On View: MoPOP Museum of Pop Culture | Seattle Through 2023



  • An inside look at the work of hip-hop photographers told through their most intimate diaries—their contact sheets.

    Featuring rare outtakes from over 100 photoshoots alongside interviews and essays from industry legends, Contact High: A Visual History of Hip-Hop takes readers on a chronological journey from old-school to alternative hip-hop and from analog to digital photography. The ultimate companion for music and photography enthusiasts, Contact High is the definitive history of hip-hop’s early days, celebrating the artists that shaped the iconic album covers, t-shirts and posters beloved by hip-hop fans today.


    With essays from Fab 5 Freddy, Young Guru, DJ Premier, RZA, Michael Gonzales, Bill Adler, Rhea Combs ( photo curator, Smithsonian National Museum of African American History and Culture) and more!




    Contact High spotlights the legendary photographers who have played critical roles in bringing hip-hop culture imagery onto the global stage. Photographers share their era-defining stories and iconic images -- what legendary street photographer Henri Cartier Bresson called ‘The Decisive Moment’. A rare glimpse into the creative process and behind-the-scenes look at the making of the imagery that shaped hip-hop and music visual culture. Getting access to the original and unedited contact sheets, we see the ‘big picture’ visual legacy being created. Contact sheets let you look directly through the photographer's lens and observe all of the other shots taken during these legendary moments.

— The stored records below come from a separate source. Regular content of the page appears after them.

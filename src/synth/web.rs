//! Browser automation scripts
//!
//! Playwright pierces open shadow roots with plain CSS, so its locators are used as-is.
//! Selenium cannot, so shadow-hosted elements are reached through explicit
//! `shadow_root` hops from the outermost host inward.

use crate::dom::resolver::xpath_string;
use crate::dom::SelectorStrategy;
use crate::event::FileOpKind;
use crate::graph::SessionState;
use crate::synth::emitter::{EmitContext, Emitter};
use crate::synth::plan::{KeyPress, Locator, Statement, TextValue};
use crate::synth::script::{render_items, seconds, ScriptStyle, Syntax};
use crate::synth::writer::{quote, CodeWriter};
use crate::synth::{TargetFormat, WebDialect};

/// Default wait for elements in Selenium scripts
const SELENIUM_TIMEOUT_SECS: u64 = 10;

/// Cookie fields Selenium's `add_cookie` accepts
const SELENIUM_COOKIE_FIELDS: &str = "(\"name\", \"value\", \"domain\", \"path\", \"secure\", \"httpOnly\", \"expiry\", \"sameSite\")";

/// `generic-web-automation` emitter
#[derive(Debug, Default, Clone, Copy)]
pub struct WebEmitter;

impl Emitter for WebEmitter {
    fn format(&self) -> TargetFormat {
        TargetFormat::WebAutomation
    }

    fn description(&self) -> &str {
        "Browser automation script (Playwright TypeScript or Selenium Python)"
    }

    fn emit(&self, context: EmitContext<'_>) -> String {
        match context.options.web_dialect {
            WebDialect::Playwright => playwright(context),
            WebDialect::Selenium => selenium(context),
        }
    }
}

fn playwright(context: EmitContext<'_>) -> String {
    let plan = context.plan;
    let mut w = CodeWriter::new("  ");

    w.line("import { test, expect } from '@playwright/test';");
    w.blank();
    w.comment("//", &format!("{} (generated from a captured process)", plan.title));

    if let Some(state) = &plan.session_state {
        w.blank();
        w.comment("//", &session_note(state));
        let json = serde_json::to_string_pretty(&state.storage_state()).unwrap_or_else(|_| "{}".to_string());
        let mut lines = json.lines();
        if let Some(first) = lines.next() {
            w.line(format!("test.use({{ storageState: {}", first));
        }
        for line in lines {
            w.line(line);
        }
        w.line("});");
    }

    w.blank();
    w.line(format!("test({}, async ({{ page }}) => {{", quote(&plan.title)));
    w.indent();
    if plan.items.is_empty() {
        w.comment("//", "No steps captured");
    }
    render_items(&Playwright, &mut w, &plan.items);
    w.dedent();
    w.line("});");
    w.finish()
}

struct Playwright;

impl Playwright {
    fn locator(locator: &Locator) -> String {
        let selector = match locator.strategy {
            SelectorStrategy::XPath => format!("xpath={}", locator.selector),
            _ => locator.selector.clone(),
        };
        format!("page.locator({})", quote(&selector))
    }

    fn text(value: &TextValue) -> String {
        match value {
            TextValue::Literal(text) => quote(text),
            TextValue::Secret { env } => format!("process.env.{} ?? ''", env),
        }
    }

    fn key(key: &KeyPress) -> String {
        let mut parts: Vec<&str> = key
            .modifiers
            .iter()
            .map(|m| match m.as_str() {
                "ctrl" | "control" => "Control",
                "meta" | "cmd" | "command" => "Meta",
                "alt" | "option" => "Alt",
                "shift" => "Shift",
                other => other,
            })
            .collect();
        parts.push(key.key.as_str());
        quote(&parts.join("+"))
    }
}

impl ScriptStyle for Playwright {
    fn syntax(&self) -> Syntax {
        Syntax::TypeScript
    }

    fn statement(&self, w: &mut CodeWriter, statement: &Statement) {
        match statement {
            Statement::Navigate { url } => w.line(format!("await page.goto({});", quote(url))),
            Statement::WaitFor { locator } => w.line(format!("await {}.waitFor();", Self::locator(locator))),
            Statement::Click { locator } => w.line(format!("await {}.click();", Self::locator(locator))),
            Statement::ClickAt { x, y } => w.line(format!("await page.mouse.click({}, {});", x, y)),
            Statement::Fill { locator, value } => {
                w.line(format!("await {}.fill({});", Self::locator(locator), Self::text(value)))
            }
            Statement::TypeText { value } => w.line(format!("await page.keyboard.type({});", Self::text(value))),
            Statement::PressKey { locator, key } => match locator {
                Some(locator) => w.line(format!("await {}.press({});", Self::locator(locator), Self::key(key))),
                None => w.line(format!("await page.keyboard.press({});", Self::key(key))),
            },
            Statement::Assert { locator, text } => match text {
                Some(text) => w.line(format!(
                    "await expect({}).toContainText({});",
                    Self::locator(locator),
                    quote(text)
                )),
                None => w.line(format!("await expect({}).toBeVisible();", Self::locator(locator))),
            },
            Statement::Wait { ms } => w.line(format!("await page.waitForTimeout({});", ms)),
            Statement::CopyData { preview, data_type } => {
                w.comment("//", &format!("Copy {}: {}", data_type, preview));
                w.line("await page.keyboard.press('ControlOrMeta+C');");
            }
            Statement::FileOperation { op, path, dest } => w.comment("//", &file_note(*op, path, dest.as_deref())),
            Statement::Comment(_) | Statement::Warning(_) => {}
        }
    }
}

fn selenium(context: EmitContext<'_>) -> String {
    let plan = context.plan;
    let mut w = CodeWriter::python();

    w.line(format!("\"\"\"{}", plan.title.replace("\"\"\"", "'''")));
    w.blank();
    w.line("Generated from a captured process.");
    w.line("\"\"\"");
    w.blank();
    if plan.session_state.is_some() {
        w.line("import json");
    }
    w.line("import os");
    w.line("import time");
    w.blank();
    w.line("from selenium import webdriver");
    w.line("from selenium.webdriver.common.action_chains import ActionChains");
    w.line("from selenium.webdriver.common.by import By");
    w.line("from selenium.webdriver.common.keys import Keys");
    w.line("from selenium.webdriver.support import expected_conditions as EC");
    w.line("from selenium.webdriver.support.ui import WebDriverWait");

    let restore_url = plan.session_state.as_ref().and_then(session_url);
    if let Some(state) = &plan.session_state {
        w.blank();
        w.comment("#", &session_note(state));
        let cookies = serde_json::to_string(&state.cookies).unwrap_or_else(|_| "[]".to_string());
        w.line(format!("SESSION_COOKIES = json.loads({})", quote(&cookies)));
        w.line(format!("COOKIE_FIELDS = {}", SELENIUM_COOKIE_FIELDS));
    }
    if let Some(url) = &restore_url {
        w.line(format!("SESSION_URL = {}", quote(url)));
        w.blank_lines(2);
        w.line("def restore_session(driver):");
        w.indent();
        w.line("driver.get(SESSION_URL)");
        w.line("for cookie in SESSION_COOKIES:");
        w.indent();
        w.line("driver.add_cookie({key: value for key, value in cookie.items() if key in COOKIE_FIELDS})");
        w.dedent();
        w.line("driver.refresh()");
        w.dedent();
    } else if plan.session_state.is_some() {
        w.comment("#", "Session state has no URL or domain; cookies are not restored automatically");
    }

    w.blank_lines(2);
    w.line("def run(driver):");
    w.indent();
    w.line(format!("wait = WebDriverWait(driver, {})", SELENIUM_TIMEOUT_SECS));
    w.blank();
    if plan.items.is_empty() {
        w.comment("#", "No steps captured");
    }
    render_items(&Selenium, &mut w, &plan.items);
    w.dedent();

    w.blank_lines(2);
    w.line("if __name__ == \"__main__\":");
    w.indent();
    w.line("driver = webdriver.Chrome()");
    w.line("try:");
    w.indent();
    if restore_url.is_some() {
        w.line("restore_session(driver)");
    }
    w.line("run(driver)");
    w.dedent();
    w.line("finally:");
    w.indent();
    w.line("driver.quit()");
    w.finish()
}

struct Selenium;

impl Selenium {
    /// `(By.*, selector)` for a light-DOM lookup
    fn by(locator: &Locator) -> (&'static str, String) {
        match locator.strategy {
            SelectorStrategy::XPath => ("By.XPATH", locator.selector.clone()),
            SelectorStrategy::TextContent => (
                "By.XPATH",
                format!(
                    "//{}[contains(normalize-space(.), {})]",
                    locator.tag.to_lowercase(),
                    xpath_string(&locator.value)
                ),
            ),
            _ => ("By.CSS_SELECTOR", locator.selector.clone()),
        }
    }

    /// Expression evaluating to the element, crossing shadow roots when needed
    fn find(locator: &Locator) -> String {
        if !locator.requires_shadow_piercing() {
            let (by, selector) = Self::by(locator);
            return format!("driver.find_element({}, {})", by, quote(&selector));
        }
        let mut expr = String::from("driver");
        for host in &locator.shadow_hosts {
            expr.push_str(&format!(".find_element(By.CSS_SELECTOR, {}).shadow_root", quote(host)));
        }
        expr.push_str(&format!(".find_element(By.CSS_SELECTOR, {})", quote(locator.css_or_tag())));
        expr
    }

    fn text(value: &TextValue) -> String {
        match value {
            TextValue::Literal(text) => quote(text),
            TextValue::Secret { env } => format!("os.environ.get({}, \"\")", quote(env)),
        }
    }

    fn key(key: &str) -> String {
        let named = match key {
            "Enter" | "Return" | "NumpadEnter" => "ENTER",
            "Tab" => "TAB",
            "Escape" | "Esc" => "ESCAPE",
            "Backspace" => "BACKSPACE",
            "Delete" => "DELETE",
            "ArrowUp" => "ARROW_UP",
            "ArrowDown" => "ARROW_DOWN",
            "ArrowLeft" => "ARROW_LEFT",
            "ArrowRight" => "ARROW_RIGHT",
            "Home" => "HOME",
            "End" => "END",
            "PageUp" => "PAGE_UP",
            "PageDown" => "PAGE_DOWN",
            " " | "Space" => "SPACE",
            f if f.len() <= 3 && f.starts_with('F') && f[1..].parse::<u8>().is_ok_and(|n| (1..=12).contains(&n)) => {
                return format!("Keys.{}", f);
            }
            other => return quote(other),
        };
        format!("Keys.{}", named)
    }

    fn modifier(name: &str) -> &'static str {
        match name {
            "meta" | "cmd" | "command" => "Keys.COMMAND",
            "alt" | "option" => "Keys.ALT",
            "shift" => "Keys.SHIFT",
            _ => "Keys.CONTROL",
        }
    }

    fn chord(key: &KeyPress) -> String {
        let mut chain = String::from("ActionChains(driver)");
        for m in &key.modifiers {
            chain.push_str(&format!(".key_down({})", Self::modifier(m)));
        }
        chain.push_str(&format!(".send_keys({})", Self::key(&key.key)));
        for m in key.modifiers.iter().rev() {
            chain.push_str(&format!(".key_up({})", Self::modifier(m)));
        }
        chain.push_str(".perform()");
        chain
    }

    fn wait_for(locator: &Locator) -> String {
        if locator.requires_shadow_piercing() {
            format!("wait.until(lambda _: {})", Self::find(locator))
        } else {
            let (by, selector) = Self::by(locator);
            format!("wait.until(EC.presence_of_element_located(({}, {})))", by, quote(&selector))
        }
    }
}

impl ScriptStyle for Selenium {
    fn syntax(&self) -> Syntax {
        Syntax::Python
    }

    fn statement(&self, w: &mut CodeWriter, statement: &Statement) {
        match statement {
            Statement::Navigate { url } => w.line(format!("driver.get({})", quote(url))),
            Statement::WaitFor { locator } => {
                if locator.requires_shadow_piercing() && locator.css.is_none() {
                    w.comment("#", &format!("Inside shadow root, located by tag instead of {}", locator.strategy));
                }
                w.line(Self::wait_for(locator));
            }
            Statement::Click { locator } => w.line(format!("{}.click()", Self::find(locator))),
            Statement::ClickAt { x, y } => w.line(format!(
                "driver.execute_script(\"document.elementFromPoint(arguments[0], arguments[1]).click();\", {}, {})",
                x, y
            )),
            Statement::Fill { locator, value } => {
                w.line(format!("field = {}", Self::find(locator)));
                w.line("field.clear()");
                w.line(format!("field.send_keys({})", Self::text(value)));
            }
            Statement::TypeText { value } => {
                w.line(format!("ActionChains(driver).send_keys({}).perform()", Self::text(value)))
            }
            Statement::PressKey { locator, key } => match locator {
                Some(locator) if key.modifiers.is_empty() => {
                    w.line(format!("{}.send_keys({})", Self::find(locator), Self::key(&key.key)))
                }
                _ => w.line(Self::chord(key)),
            },
            Statement::Assert { locator, text } => match text {
                Some(text) => w.line(format!("assert {} in {}.text", quote(text), Self::find(locator))),
                None => w.line(format!("assert {}.is_displayed()", Self::find(locator))),
            },
            Statement::Wait { ms } => w.line(format!("time.sleep({})", seconds(*ms))),
            Statement::CopyData { preview, data_type } => {
                w.comment("#", &format!("Copy {}: {}", data_type, preview));
                w.line(Self::chord(&KeyPress::parse("ctrl+c")));
            }
            Statement::FileOperation { op, path, dest } => w.comment("#", &file_note(*op, path, dest.as_deref())),
            Statement::Comment(_) | Statement::Warning(_) => {}
        }
    }
}

fn session_note(state: &SessionState) -> String {
    let mut note = format!("Session restored from capture ({} cookies", state.cookie_count());
    if let Some(domain) = &state.metadata.domain {
        note.push_str(&format!(" for {}", domain));
    }
    if let Some(at) = &state.metadata.captured_at {
        note.push_str(&format!(", captured {}", at));
    }
    note.push(')');
    note
}

/// Page to open before cookies can be set for their domain
fn session_url(state: &SessionState) -> Option<String> {
    state.metadata.url.clone().or_else(|| {
        let domain = state.metadata.domain.clone().or_else(|| {
            state
                .cookies
                .iter()
                .find_map(|c| c.get("domain").and_then(|d| d.as_str()).map(String::from))
        })?;
        Some(format!("https://{}", domain.trim_start_matches('.')))
    })
}

pub(crate) fn file_note(op: FileOpKind, path: &str, dest: Option<&str>) -> String {
    match dest {
        Some(dest) => format!("File {}: {} -> {}", op, path, dest),
        None => format!("File {}: {}", op, path),
    }
}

    Hip-Hop has always been about self-definition especially when it comes to visuals and style. For artists, that one iconic pose or press shot or album cover would play a major role in shaping them into icons by any means necessary -- skills, style, swagger, bravado and visuals. Today, the way we digest and create cultural imagery has radically changed. Today's visual landscape is haphazardly shaped from every direction. The contact sheets reveal how photographers’ shaped the evolution of a visual cultural phenomenon.